▸ **WHAT YOU SHOULD DO**: The response should consist solely of the line containing "let frame: Value" and the lines after it through the end of the listing below, repeated exactly.

▸ **DATA EXTRACT**:

=-=-=

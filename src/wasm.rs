//! WASM bindings for Bulb Lab Core.
//!
//! The browser owns the network, so explanation requests are split in two:
//! the lab hands out a prompt with a ticket, the page performs the fetch and
//! reports back with the same ticket. Answers for outdated tickets are
//! dropped.
//!
//! ## Usage (JavaScript)
//!
//! ```javascript
//! import init, { WasmCircuitLab } from 'bulb_lab_core';
//!
//! await init();
//!
//! const lab = new WasmCircuitLab();
//! lab.set_battery_count(2);
//! lab.toggle_switch();
//! draw(JSON.parse(lab.geometry_json()));
//!
//! const step = JSON.parse(lab.request_explanation());
//! if (step.kind === 'request') {
//!   try {
//!     const text = await askService(step.request);
//!     lab.complete_explanation(step.ticket, text);
//!   } catch (e) {
//!     lab.fail_explanation(step.ticket, String(e), false);
//!   }
//! }
//! ```

use serde::Serialize;
use wasm_bindgen::prelude::*;

use crate::circuit::battery_count_from_f64;
use crate::config::{API_KEY_VAR, DEFAULT_TEMPERATURE};
use crate::error::BulbLabError;
use crate::explain::{plan_explanation, Explanation, ExplanationPlan, PromptRequest};
use crate::session::{LabCommand, LabSession};
use crate::ConnectionType;

/// Initialize panic hook for better error messages in browser console.
#[wasm_bindgen(start)]
pub fn init_panic_hook() {
    console_error_panic_hook::set_once();
}

fn to_js(e: BulbLabError) -> JsValue {
    JsValue::from_str(&e.to_string())
}

/// Tickets cross the boundary as JS numbers.
fn ticket_id(ticket: f64) -> Result<u64, BulbLabError> {
    if !ticket.is_finite() || ticket < 0.0 || ticket.fract() != 0.0 {
        return Err(BulbLabError::WasmError {
            message: format!("invalid explanation ticket {ticket}"),
        });
    }
    Ok(ticket as u64)
}

#[derive(Serialize)]
#[serde(tag = "kind", rename_all = "lowercase")]
enum ExplanationStep {
    /// Already answered locally; nothing to fetch.
    Immediate { explanation: Explanation },
    /// The page must call the service and report back.
    Request { ticket: f64, request: PromptRequest },
}

/// WASM-compatible lab session.
#[wasm_bindgen]
pub struct WasmCircuitLab {
    session: LabSession,
}

#[wasm_bindgen]
impl WasmCircuitLab {
    /// Create a lab with one cell in series and the switch open.
    #[wasm_bindgen(constructor)]
    pub fn new() -> WasmCircuitLab {
        WasmCircuitLab {
            session: LabSession::default(),
        }
    }

    #[wasm_bindgen]
    pub fn toggle_switch(&mut self) -> Result<(), JsValue> {
        self.session.apply(LabCommand::ToggleSwitch).map_err(to_js)
    }

    #[wasm_bindgen]
    pub fn set_switch(&mut self, closed: bool) -> Result<(), JsValue> {
        self.session.apply(LabCommand::SetSwitch(closed)).map_err(to_js)
    }

    /// Set the number of cells.
    ///
    /// Rejects zero, negative, fractional and non-finite numbers.
    #[wasm_bindgen]
    pub fn set_battery_count(&mut self, count: f64) -> Result<(), JsValue> {
        let count = battery_count_from_f64(count).map_err(to_js)?;
        self.session.apply(LabCommand::SetBatteryCount(count)).map_err(to_js)
    }

    /// Set the wiring, `"series"` or `"parallel"`.
    #[wasm_bindgen]
    pub fn set_connection(&mut self, connection: &str) -> Result<(), JsValue> {
        let connection: ConnectionType = connection.parse().map_err(to_js)?;
        self.session.apply(LabCommand::SetConnection(connection)).map_err(to_js)
    }

    #[wasm_bindgen]
    pub fn reset(&mut self) -> Result<(), JsValue> {
        self.session.apply(LabCommand::Reset).map_err(to_js)
    }

    #[wasm_bindgen(getter)]
    pub fn battery_count(&self) -> u32 {
        self.session.configuration().battery_count()
    }

    #[wasm_bindgen(getter)]
    pub fn connection(&self) -> String {
        self.session.configuration().connection().to_string()
    }

    #[wasm_bindgen(getter)]
    pub fn switch_closed(&self) -> bool {
        self.session.configuration().switch_closed()
    }

    #[wasm_bindgen(getter)]
    pub fn voltage(&self) -> f64 {
        self.session.electrical().voltage
    }

    #[wasm_bindgen(getter)]
    pub fn current(&self) -> f64 {
        self.session.electrical().current
    }

    #[wasm_bindgen(getter)]
    pub fn brightness(&self) -> f64 {
        self.session.electrical().brightness
    }

    /// Voltage readout, e.g. `"3.0 V"`.
    #[wasm_bindgen]
    pub fn voltage_label(&self) -> String {
        self.session.electrical().voltage_label()
    }

    /// Current readout, e.g. `"0.30 A"`.
    #[wasm_bindgen]
    pub fn current_label(&self) -> String {
        self.session.electrical().current_label()
    }

    /// Diagram geometry as JSON.
    #[wasm_bindgen]
    pub fn geometry_json(&self) -> Result<String, JsValue> {
        serde_json::to_string(&self.session.geometry())
            .map_err(|e| to_js(BulbLabError::serialization("geometry", e)))
    }

    /// Configuration, readouts, geometry and explanation state as JSON.
    #[wasm_bindgen]
    pub fn frame_json(&self) -> Result<String, JsValue> {
        self.session.frame_json().map_err(to_js)
    }

    /// Start an explanation request.
    ///
    /// Returns JSON: `{"kind":"immediate","explanation":{...}}` when the
    /// answer is known locally (switch open), otherwise
    /// `{"kind":"request","ticket":n,"request":{...}}`.
    #[wasm_bindgen]
    pub fn request_explanation(&mut self) -> Result<String, JsValue> {
        let ticket = self.session.begin_explanation();

        let step = match plan_explanation(ticket.configuration(), DEFAULT_TEMPERATURE) {
            ExplanationPlan::Immediate(explanation) => {
                self.session.resolve_explanation(ticket.id(), explanation.clone());
                ExplanationStep::Immediate { explanation }
            }
            ExplanationPlan::Request(request) => ExplanationStep::Request {
                ticket: ticket.id() as f64,
                request,
            },
        };

        serde_json::to_string(&step)
            .map_err(|e| to_js(BulbLabError::serialization("explanation step", e)))
    }

    /// Deliver service text for a ticket. Returns `false` if it was stale.
    #[wasm_bindgen]
    pub fn complete_explanation(&mut self, ticket: f64, text: &str) -> Result<bool, JsValue> {
        let id = ticket_id(ticket).map_err(to_js)?;
        let explanation = Explanation::from_outcome(Ok(text.to_string()));
        Ok(self.session.resolve_explanation(id, explanation))
    }

    /// Report a failed service call for a ticket. Returns `false` if it was stale.
    #[wasm_bindgen]
    pub fn fail_explanation(
        &mut self,
        ticket: f64,
        message: &str,
        missing_credential: bool,
    ) -> Result<bool, JsValue> {
        let id = ticket_id(ticket).map_err(to_js)?;
        let error = if missing_credential {
            BulbLabError::MissingCredential {
                variable: API_KEY_VAR.to_string(),
            }
        } else {
            BulbLabError::transport(message)
        };
        let explanation = Explanation::from_outcome(Err(error));
        Ok(self.session.resolve_explanation(id, explanation))
    }

    /// Text currently shown, if any.
    #[wasm_bindgen]
    pub fn explanation(&self) -> Option<String> {
        self.session.explanation_status().text().map(str::to_string)
    }
}

impl Default for WasmCircuitLab {
    fn default() -> Self {
        Self::new()
    }
}

/// Get the library version.
#[wasm_bindgen]
pub fn version() -> String {
    env!("CARGO_PKG_VERSION").to_string()
}

#[cfg(test)]
mod tests {
    use serde_json::Value;

    use super::*;
    use crate::explain::{
        ExplanationSource, MISSING_CREDENTIAL_TEXT, SWITCH_OPEN_TEXT, TRANSIENT_FAILURE_TEXT,
    };

    fn request(lab: &mut WasmCircuitLab) -> Value {
        serde_json::from_str(&lab.request_explanation().unwrap()).unwrap()
    }

    fn closed_lab() -> WasmCircuitLab {
        let mut lab = WasmCircuitLab::new();
        lab.set_switch(true).unwrap();
        lab
    }

    #[test]
    fn test_open_switch_answers_immediately() {
        let mut lab = WasmCircuitLab::new();
        let step = request(&mut lab);
        assert_eq!(step["kind"], "immediate");
        assert_eq!(step["explanation"]["text"], SWITCH_OPEN_TEXT);
        assert_eq!(lab.explanation().as_deref(), Some(SWITCH_OPEN_TEXT));
    }

    #[test]
    fn test_request_then_complete() {
        let mut lab = closed_lab();
        let step = request(&mut lab);
        assert_eq!(step["kind"], "request");
        assert!(step["request"]["prompt"].is_string());
        assert_eq!(lab.explanation(), None);

        let ticket = step["ticket"].as_f64().unwrap();
        assert!(lab.complete_explanation(ticket, "전구가 켜졌어요.").unwrap());
        assert_eq!(lab.explanation().as_deref(), Some("전구가 켜졌어요."));
    }

    #[test]
    fn test_stale_ticket_after_command() {
        let mut lab = closed_lab();
        let ticket = request(&mut lab)["ticket"].as_f64().unwrap();

        lab.set_battery_count(2.0).unwrap();
        assert!(!lab.complete_explanation(ticket, "늦은 답변").unwrap());
        assert_eq!(lab.explanation(), None);
    }

    #[test]
    fn test_newer_request_supersedes() {
        let mut lab = closed_lab();
        let first = request(&mut lab)["ticket"].as_f64().unwrap();
        let second = request(&mut lab)["ticket"].as_f64().unwrap();

        assert!(!lab.complete_explanation(first, "old").unwrap());
        assert!(lab.complete_explanation(second, "new").unwrap());
        assert_eq!(lab.explanation().as_deref(), Some("new"));
        // Resolved tickets cannot be answered twice
        assert!(!lab.fail_explanation(second, "late", false).unwrap());
    }

    #[test]
    fn test_fail_explanation_fallbacks() {
        let mut lab = closed_lab();
        let ticket = request(&mut lab)["ticket"].as_f64().unwrap();
        assert!(lab.fail_explanation(ticket, "timeout", false).unwrap());
        assert_eq!(lab.explanation().as_deref(), Some(TRANSIENT_FAILURE_TEXT));

        let ticket = request(&mut lab)["ticket"].as_f64().unwrap();
        assert!(lab.fail_explanation(ticket, "", true).unwrap());
        assert_eq!(lab.explanation().as_deref(), Some(MISSING_CREDENTIAL_TEXT));
    }

    #[test]
    fn test_frame_reports_ready_source() {
        let mut lab = closed_lab();
        let ticket = request(&mut lab)["ticket"].as_f64().unwrap();
        lab.complete_explanation(ticket, "ok").unwrap();
        let frame: Value = serde_json::from_str(&lab.frame_json().unwrap()).unwrap();
        assert_eq!(frame["explanation"]["status"], "ready");
        assert_eq!(
            serde_json::to_value(ExplanationSource::Generated).unwrap(),
            frame["explanation"]["source"]
        );
    }

    #[test]
    fn test_ticket_id_rejects_malformed_numbers() {
        assert_eq!(ticket_id(3.0).unwrap(), 3);
        for bad in [-1.0, 1.5, f64::NAN, f64::INFINITY] {
            assert!(matches!(ticket_id(bad), Err(BulbLabError::WasmError { .. })));
        }
    }
}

=-=-=

▸ **EXPECTED ANSWER**:
        let frame: Value = serde_json::from_str(&lab.frame_json().unwrap()).unwrap();
        assert_eq!(frame["explanation"]["status"], "ready");
        assert_eq!(
            serde_json::to_value(ExplanationSource::Generated).unwrap(),
            frame["explanation"]["source"]
        );
    }

    #[test]
    fn test_ticket_id_rejects_malformed_numbers() {
        assert_eq!(ticket_id(3.0).unwrap(), 3);
        for bad in [-1.0, 1.5, f64::NAN, f64::INFINITY] {
            assert!(matches!(ticket_id(bad), Err(BulbLabError::WasmError { .. })));
        }
    }
}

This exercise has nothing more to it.